Gilder Lehrman Self Paced Courses Here
If you are a social studies teacher, listen up. These courses offer and graduate credit (through Adams State University).
Here is where Gilder Lehrman blows the competition out of the water.
The Institute also offers History U, which provides free, non-credit-bearing versions of these courses specifically for high school students. Professional Development and Accreditation gilder lehrman self paced courses
Future research on Gilder Lehrman self-paced courses could explore:
If you are submitting this for a Gilder Lehrman self-paced course (such as History School or the MA program), instructors look for specific structural elements. Here is why the example above works: If you are a social studies teacher, listen up
Have you taken a Gilder Lehrman course? Which one was your favorite? Drop a comment below!
We have all been there. You pick up a thick book on the American Revolution or the Civil War, read the first two chapters with zeal, and then... life gets in the way. The book becomes a bookmark. The Institute also offers History U, which provides
Each course is led by a leading historian and typically includes:
The initial fracture in the imperial relationship centered on the issue of revenue.
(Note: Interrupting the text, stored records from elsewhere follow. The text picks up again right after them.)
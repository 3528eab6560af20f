//! Todo procedure service.
//!
//! # Responsibility
//! - Expose the eight todo procedures with typed inputs and results.
//! - Fail fast: no session and malformed input never reach the store.
//! - Emit one metadata-only log event per procedure call.
//!
//! # Invariants
//! - Check order is session, then input shape, then ownership.
//! - `NotFound` carries no detail, so "absent" and "not yours" look the same.
//! - Mutations return the authoritative stored state.

use crate::model::todo::{
    validate_item_name, validate_list_name, TodoItem, TodoItemId, TodoList, TodoListId,
    TodoListWithItems, TodoValidationError,
};
use crate::model::user::{Session, UserId};
use crate::repo::todo_repo::{ItemCompletion, RepoError, TodoRepository};
use log::{log, Level};
use std::error::Error;
use std::fmt::{Display, Formatter};
use std::time::Instant;

pub type ProcedureResult<T> = Result<T, ProcedureError>;

/// Failure kinds surfaced to procedure callers.
#[derive(Debug)]
pub enum ProcedureError {
    /// Malformed or empty input. Never retried.
    Validation(TodoValidationError),
    /// No signed-in caller.
    Unauthenticated,
    /// Target missing or owned by another user.
    NotFound,
    /// Persistence failure. The caller may retry the whole call.
    Store(RepoError),
}

impl ProcedureError {
    /// Stable wire code for the failure kind.
    pub fn code(&self) -> &'static str {
        match self {
            Self::Validation(_) => "validation_error",
            Self::Unauthenticated => "unauthenticated",
            Self::NotFound => "not_found",
            Self::Store(_) => "store_error",
        }
    }
}

impl Display for ProcedureError {
    fn fmt(&self, f: &mut Formatter<'_>) -> std::fmt::Result {
        match self {
            Self::Validation(err) => write!(f, "{err}"),
            Self::Unauthenticated => write!(f, "sign-in required"),
            Self::NotFound => write!(f, "not found"),
            Self::Store(_) => write!(f, "store operation failed"),
        }
    }
}

impl Error for ProcedureError {
    fn source(&self) -> Option<&(dyn Error + 'static)> {
        match self {
            Self::Validation(err) => Some(err),
            Self::Store(err) => Some(err),
            Self::Unauthenticated | Self::NotFound => None,
        }
    }
}

impl From<TodoValidationError> for ProcedureError {
    fn from(value: TodoValidationError) -> Self {
        Self::Validation(value)
    }
}

impl From<RepoError> for ProcedureError {
    fn from(value: RepoError) -> Self {
        match value {
            RepoError::NotFound(_) => Self::NotFound,
            RepoError::Validation(err) => Self::Validation(err),
            other => Self::Store(other),
        }
    }
}

/// Procedure facade over a todo repository.
pub struct TodoService<R: TodoRepository> {
    repo: R,
}

impl<R: TodoRepository> TodoService<R> {
    /// Creates a service using the provided repository implementation.
    pub fn new(repo: R) -> Self {
        Self { repo }
    }

    /// Returns all of the caller's lists, each with only its open items.
    pub fn list_todo_lists(&self, session: &Session) -> ProcedureResult<Vec<TodoListWithItems>> {
        run_procedure("list_todo_lists", || {
            let owner = require_user(session)?;
            Ok(self.repo.list_lists_with_open_items(owner)?)
        })
    }

    /// Returns one owned list with every item, done or not.
    pub fn get_list(
        &self,
        session: &Session,
        list_id: TodoListId,
    ) -> ProcedureResult<TodoListWithItems> {
        run_procedure("get_list", || {
            let owner = require_user(session)?;
            Ok(self.repo.get_list_with_items(owner, list_id)?)
        })
    }

    /// Creates a list owned by the caller.
    pub fn add_list(&self, session: &Session, name: &str) -> ProcedureResult<TodoList> {
        run_procedure("add_list", || {
            let owner = require_user(session)?;
            validate_list_name(name)?;
            let list = TodoList::new(owner.clone(), name);
            self.repo.create_list(&list)?;
            Ok(list)
        })
    }

    /// Renames an owned list in place.
    pub fn rename_list(
        &self,
        session: &Session,
        list_id: TodoListId,
        name: &str,
    ) -> ProcedureResult<TodoList> {
        run_procedure("rename_list", || {
            let owner = require_user(session)?;
            validate_list_name(name)?;
            Ok(self.repo.rename_list(owner, list_id, name)?)
        })
    }

    /// Deletes an owned list and all of its items.
    ///
    /// Deleting an already-absent list is `NotFound`, not success.
    pub fn remove_list(&self, session: &Session, list_id: TodoListId) -> ProcedureResult<()> {
        run_procedure("remove_list", || {
            let owner = require_user(session)?;
            Ok(self.repo.delete_list(owner, list_id)?)
        })
    }

    /// Adds a not-done item to an owned list.
    pub fn add_item(
        &self,
        session: &Session,
        name: &str,
        list_id: TodoListId,
    ) -> ProcedureResult<TodoItem> {
        run_procedure("add_item", || {
            let owner = require_user(session)?;
            validate_item_name(name)?;
            let item = TodoItem::new(list_id, name);
            self.repo.create_item(owner, &item)?;
            Ok(item)
        })
    }

    /// Sets an owned item's done flag. Repeating the same value succeeds.
    ///
    /// Returns the stored item and its refreshed parent list.
    pub fn set_item_completion(
        &self,
        session: &Session,
        item_id: TodoItemId,
        done: bool,
    ) -> ProcedureResult<ItemCompletion> {
        run_procedure("set_item_completion", || {
            let owner = require_user(session)?;
            Ok(self.repo.set_item_done(owner, item_id, done)?)
        })
    }

    /// Deletes an owned item.
    pub fn remove_item(&self, session: &Session, item_id: TodoItemId) -> ProcedureResult<()> {
        run_procedure("remove_item", || {
            let owner = require_user(session)?;
            Ok(self.repo.delete_item(owner, item_id)?)
        })
    }
}

fn require_user(session: &Session) -> ProcedureResult<&UserId> {
    session.user_id().ok_or(ProcedureError::Unauthenticated)
}

fn run_procedure<T>(
    name: &'static str,
    body: impl FnOnce() -> ProcedureResult<T>,
) -> ProcedureResult<T> {
    let started_at = Instant::now();
    let result = body();
    let duration_ms = started_at.elapsed().as_millis();

    let (level, event) = procedure_event(name, duration_ms, result.as_ref().err());
    log!(level, "{event}");

    result
}

/// Formats the metadata-only event for one finished procedure call.
fn procedure_event(
    name: &str,
    duration_ms: u128,
    failure: Option<&ProcedureError>,
) -> (Level, String) {
    let (level, status, detail) = match failure {
        None => (Level::Debug, "ok", String::new()),
        Some(ProcedureError::Store(err)) => (
            Level::Error,
            "error",
            format!(" error_code=store_error error={err}"),
        ),
        Some(err) => (Level::Warn, "error", format!(" error_code={}", err.code())),
    };
    (
        level,
        format!(
            "event=procedure module=service status={status} procedure={name} duration_ms={duration_ms}{detail}"
        ),
    )
}

#[cfg(test)]
mod tests {
    use super::{procedure_event, ProcedureError};
    use crate::db::DbError;
    use crate::model::todo::TodoValidationError;
    use crate::repo::ownership::OwnedResource;
    use crate::repo::todo_repo::RepoError;
    use uuid::Uuid;

    #[test]
    fn repo_not_found_drops_resource_detail() {
        let err: ProcedureError = RepoError::NotFound(OwnedResource::List(Uuid::new_v4())).into();
        assert!(matches!(err, ProcedureError::NotFound));
        assert_eq!(err.to_string(), "not found");
        assert_eq!(err.code(), "not_found");
    }

    #[test]
    fn repo_validation_stays_validation() {
        let err: ProcedureError = RepoError::Validation(TodoValidationError::BlankItemName).into();
        assert_eq!(err.code(), "validation_error");
    }

    #[test]
    fn store_failures_are_opaque() {
        let err: ProcedureError =
            RepoError::Db(DbError::Sqlite(rusqlite::Error::InvalidQuery)).into();
        assert_eq!(err.code(), "store_error");
        assert_eq!(err.to_string(), "store operation failed");
        assert!(std::error::Error::source(&err).is_some());
    }

    #[test]
    fn procedure_events_use_ok_or_error_status() {
        let (level, event) = procedure_event("add_list", 3, None);
        assert_eq!(level, log::Level::Debug);
        assert!(event.contains("status=ok"));

        let not_found = ProcedureError::NotFound;
        let (level, event) = procedure_event("get_list", 1, Some(&not_found));
        assert_eq!(level, log::Level::Warn);
        assert!(event.contains("status=error"));
        assert!(event.contains("error_code=not_found"));

        let store: ProcedureError =
            RepoError::Db(DbError::Sqlite(rusqlite::Error::InvalidQuery)).into();
        let (level, event) = procedure_event("remove_list", 2, Some(&store));
        assert_eq!(level, log::Level::Error);
        assert!(event.contains("status=error"));
        assert!(event.contains("error_code=store_error"));

        for failure in [&not_found, &ProcedureError::Unauthenticated] {
            let (_, event) = procedure_event("add_item", 0, Some(failure));
            assert!(!event.contains("rejected"));
        }
    }
}
//! Domain model for users, todo lists and todo items.
//!
//! # Responsibility
//! - Define canonical data structures used by the procedure layer.
//! - Own input-shape validation (blank names, malformed ids).
//!
//! # Invariants
//! - Every list has exactly one owning user.
//! - Every item belongs to exactly one list and inherits its owner.
//! - Deletion is hard delete; items never outlive their list.

pub mod todo;
pub mod user;
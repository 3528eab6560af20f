//! SQLite storage bootstrap and schema migration entry points.
//!
//! # Responsibility
//! - Open and configure SQLite connections for the todo store.
//! - Apply schema migrations in deterministic order.
//!
//! # Invariants
//! - Migration version is tracked via `PRAGMA user_version`.
//! - Returned connections enforce foreign keys, so deleting a list removes
//!   its items in the same statement.

use std::error::Error;
use std::fmt::{Display, Formatter};

pub mod migrations;
mod open;

pub use open::{open_db, open_db_in_memory};

pub type DbResult<T> = Result<T, DbError>;

#[derive(Debug)]
pub enum DbError {
    Sqlite(rusqlite::Error),
    UnsupportedSchemaVersion {
        db_version: u32,
        latest_supported: u32,
    },
    /// The linked SQLite build ignored `PRAGMA foreign_keys = ON`.
    ForeignKeysUnavailable,
}

impl Display for DbError {
    fn fmt(&self, f: &mut Formatter<'_>) -> std::fmt::Result {
        match self {
            Self::Sqlite(err) => write!(f, "{err}"),
            Self::UnsupportedSchemaVersion {
                db_version,
                latest_supported,
            } => write!(
                f,
                "database schema version {db_version} is newer than supported {latest_supported}"
            ),
            Self::ForeignKeysUnavailable => {
                write!(f, "sqlite connection refused to enable foreign keys")
            }
        }
    }
}

impl Error for DbError {
    fn source(&self) -> Option<&(dyn Error + 'static)> {
        match self {
            Self::Sqlite(err) => Some(err),
            Self::UnsupportedSchemaVersion { .. } | Self::ForeignKeysUnavailable => None,
        }
    }
}

impl From<rusqlite::Error> for DbError {
    fn from(value: rusqlite::Error) -> Self {
        Self::Sqlite(value)
    }
}
//! Repository layer contracts and SQLite implementations.
//!
//! # Responsibility
//! - Define use-case oriented data access contracts.
//! - Isolate SQLite query details from the procedure layer.
//! - Apply the ownership predicate inside every list/item-scoped unit of work.
//!
//! # Invariants
//! - Writes call `validate()` on the record before SQL mutations.
//! - A resource that is missing or owned by someone else is reported as
//!   `RepoError::NotFound`; the two cases are indistinguishable.

pub mod ownership;
pub mod todo_repo;
pub mod user_repo;
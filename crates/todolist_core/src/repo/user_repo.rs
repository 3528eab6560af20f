//! User registry used by the identity-provider integration.
//!
//! Users are never renamed or deleted here; the only write is the
//! idempotent insert performed on first sign-in.

use crate::model::user::UserId;
use crate::repo::todo_repo::RepoResult;
use log::info;
use rusqlite::Connection;

/// Repository interface for user identity rows.
pub trait UserRepository {
    /// Inserts the user when missing. Repeated calls are no-ops.
    fn ensure_user(&self, user_id: &UserId) -> RepoResult<()>;
    /// Returns whether a user row exists.
    fn user_exists(&self, user_id: &UserId) -> RepoResult<bool>;
}

/// SQLite-backed user repository.
pub struct SqliteUserRepository<'conn> {
    conn: &'conn Connection,
}

impl<'conn> SqliteUserRepository<'conn> {
    pub fn new(conn: &'conn Connection) -> Self {
        Self { conn }
    }
}

impl UserRepository for SqliteUserRepository<'_> {
    fn ensure_user(&self, user_id: &UserId) -> RepoResult<()> {
        let inserted = self.conn.execute(
            "INSERT OR IGNORE INTO users (id) VALUES (?1);",
            [user_id.as_str()],
        )?;
        if inserted > 0 {
            info!("event=user_register module=repo status=ok");
        }
        Ok(())
    }

    fn user_exists(&self, user_id: &UserId) -> RepoResult<bool> {
        let exists: i64 = self.conn.query_row(
            "SELECT EXISTS(SELECT 1 FROM users WHERE id = ?1);",
            [user_id.as_str()],
            |row| row.get(0),
        )?;
        Ok(exists == 1)
    }
}
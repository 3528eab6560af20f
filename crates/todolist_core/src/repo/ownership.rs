//! Ownership predicate shared by every list/item-scoped query.
//!
//! An item's owner is the owner of the list it belongs to, so both
//! resource kinds resolve to a `todo_lists.user_id` comparison.

use crate::model::todo::{TodoItemId, TodoListId};
use crate::model::user::UserId;
use crate::repo::todo_repo::{RepoError, RepoResult};
use rusqlite::{params, Connection};
use std::fmt::{Display, Formatter};

/// A list or item addressed by a caller.
#[derive(Debug, Clone, Copy, PartialEq, Eq, Hash)]
pub enum OwnedResource {
    List(TodoListId),
    Item(TodoItemId),
}

impl Display for OwnedResource {
    fn fmt(&self, f: &mut Formatter<'_>) -> std::fmt::Result {
        match self {
            Self::List(id) => write!(f, "list {id}"),
            Self::Item(id) => write!(f, "item {id}"),
        }
    }
}

/// Returns whether `resource` exists and resolves under `owner`.
pub fn resource_owned_by(
    conn: &Connection,
    owner: &UserId,
    resource: OwnedResource,
) -> RepoResult<bool> {
    let (sql, id) = match resource {
        OwnedResource::List(id) => (
            "SELECT EXISTS(
                SELECT 1
                FROM todo_lists
                WHERE id = ?1
                  AND user_id = ?2
            );",
            id,
        ),
        OwnedResource::Item(id) => (
            "SELECT EXISTS(
                SELECT 1
                FROM todo_items i
                INNER JOIN todo_lists l ON l.id = i.todo_list_id
                WHERE i.id = ?1
                  AND l.user_id = ?2
            );",
            id,
        ),
    };

    let exists: i64 = conn.query_row(sql, params![id.to_string(), owner.as_str()], |row| {
        row.get(0)
    })?;
    Ok(exists == 1)
}

/// Fails with `NotFound` unless `resource` resolves under `owner`.
pub fn ensure_owned_by(
    conn: &Connection,
    owner: &UserId,
    resource: OwnedResource,
) -> RepoResult<()> {
    if resource_owned_by(conn, owner, resource)? {
        Ok(())
    } else {
        Err(RepoError::NotFound(resource))
    }
}
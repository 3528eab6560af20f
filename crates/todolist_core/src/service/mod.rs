//! Procedure layer: the request handlers a UI calls.
//!
//! # Responsibility
//! - Authenticate the caller, validate input shape, then delegate one unit
//!   of work to a repository.
//! - Collapse repository failures into the four procedure error kinds.

pub mod todo_service;
//! Single-limit sliding window limiter.

use std::sync::Arc;
use std::time::Duration;

use super::store::RateLimitStore;
use crate::error::AppError;

/// Enforces one limit over one window for each key.
///
/// The policy limiter composes many of these checks; this standalone form
/// remains useful where a single flat limit is enough.
pub struct SlidingWindowLimiter {
    store: Arc<dyn RateLimitStore>,
    limit: i64,
    window: Duration,
}

impl SlidingWindowLimiter {
    pub fn new(store: Arc<dyn RateLimitStore>, limit: i64, window: Duration) -> Self {
        Self {
            store,
            limit,
            window,
        }
    }

    /// Records a hit and reports whether the key is still under its limit.
    ///
    /// # Errors
    ///
    /// Returns [`AppError::Internal`] when the counter store fails.
    pub async fn allow(&self, key: &str) -> Result<bool, AppError> {
        let count = self.store.record(key, self.window).await?;

        Ok(count <= self.limit)
    }
}
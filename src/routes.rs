//! Router configuration.

use axum::{
    Extension, Router, middleware,
    routing::{get, post},
};
use tower::ServiceBuilder;

use crate::api::handlers::{health_handler, redirect_handler, shorten_handler};
use crate::api::middleware::{EndpointPolicy, rate_limit, request_meta, tracing};
use crate::state::AppState;

/// Constructs the application router.
///
/// # Routes
///
/// - `POST /shorten` - create a short URL (write-scope limits apply)
/// - `GET /{code}` - redirect (read-scope limits apply)
/// - `GET /health` - liveness, exempt from rate limiting
///
/// # Middleware order
///
/// Each route declares its [`EndpointPolicy`] as an extension layered
/// outside the rate-limit middleware, so the limiter sees the override
/// before deciding. Request-meta extraction and tracing wrap the whole
/// router, so the limiter always receives the extracted client metadata.
pub fn app_router(state: AppState) -> Router {
    Router::new()
        .route(
            "/shorten",
            post(shorten_handler).layer(
                ServiceBuilder::new()
                    .layer(Extension(EndpointPolicy::Default))
                    .layer(middleware::from_fn_with_state(
                        state.clone(),
                        rate_limit::layer,
                    )),
            ),
        )
        .route(
            "/{code}",
            get(redirect_handler).layer(
                ServiceBuilder::new()
                    .layer(Extension(EndpointPolicy::Default))
                    .layer(middleware::from_fn_with_state(
                        state.clone(),
                        rate_limit::layer,
                    )),
            ),
        )
        .route(
            "/health",
            get(health_handler).layer(
                ServiceBuilder::new()
                    .layer(Extension(EndpointPolicy::Disabled))
                    .layer(middleware::from_fn_with_state(
                        state.clone(),
                        rate_limit::layer,
                    )),
            ),
        )
        .layer(middleware::from_fn(request_meta::layer))
        .layer(tracing::layer())
        .with_state(state)
}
The Stamp Act of 1765 represented a departure from previous trade regulations because it was designed explicitly to raise revenue rather than regulate trade. For the colonists, this distinction was vital. As outlined in the Virginia Resolves, the colonists argued that they could only be taxed by their own elected representatives. The British insistence on the theory of "virtual representation"—the idea that Parliament represented all British subjects regardless of election—clashed directly with the colonial experience of self-government. The resulting boycotts and the Stamp Act Congress demonstrated a new unity among the colonies, but more importantly, they revealed a fundamental disagreement on the definition of liberty. The repeal of the Stamp Act temporarily soothed tensions, but the accompanying Declaratory Act signaled Parliament’s refusal to compromise on the principle of sovereignty.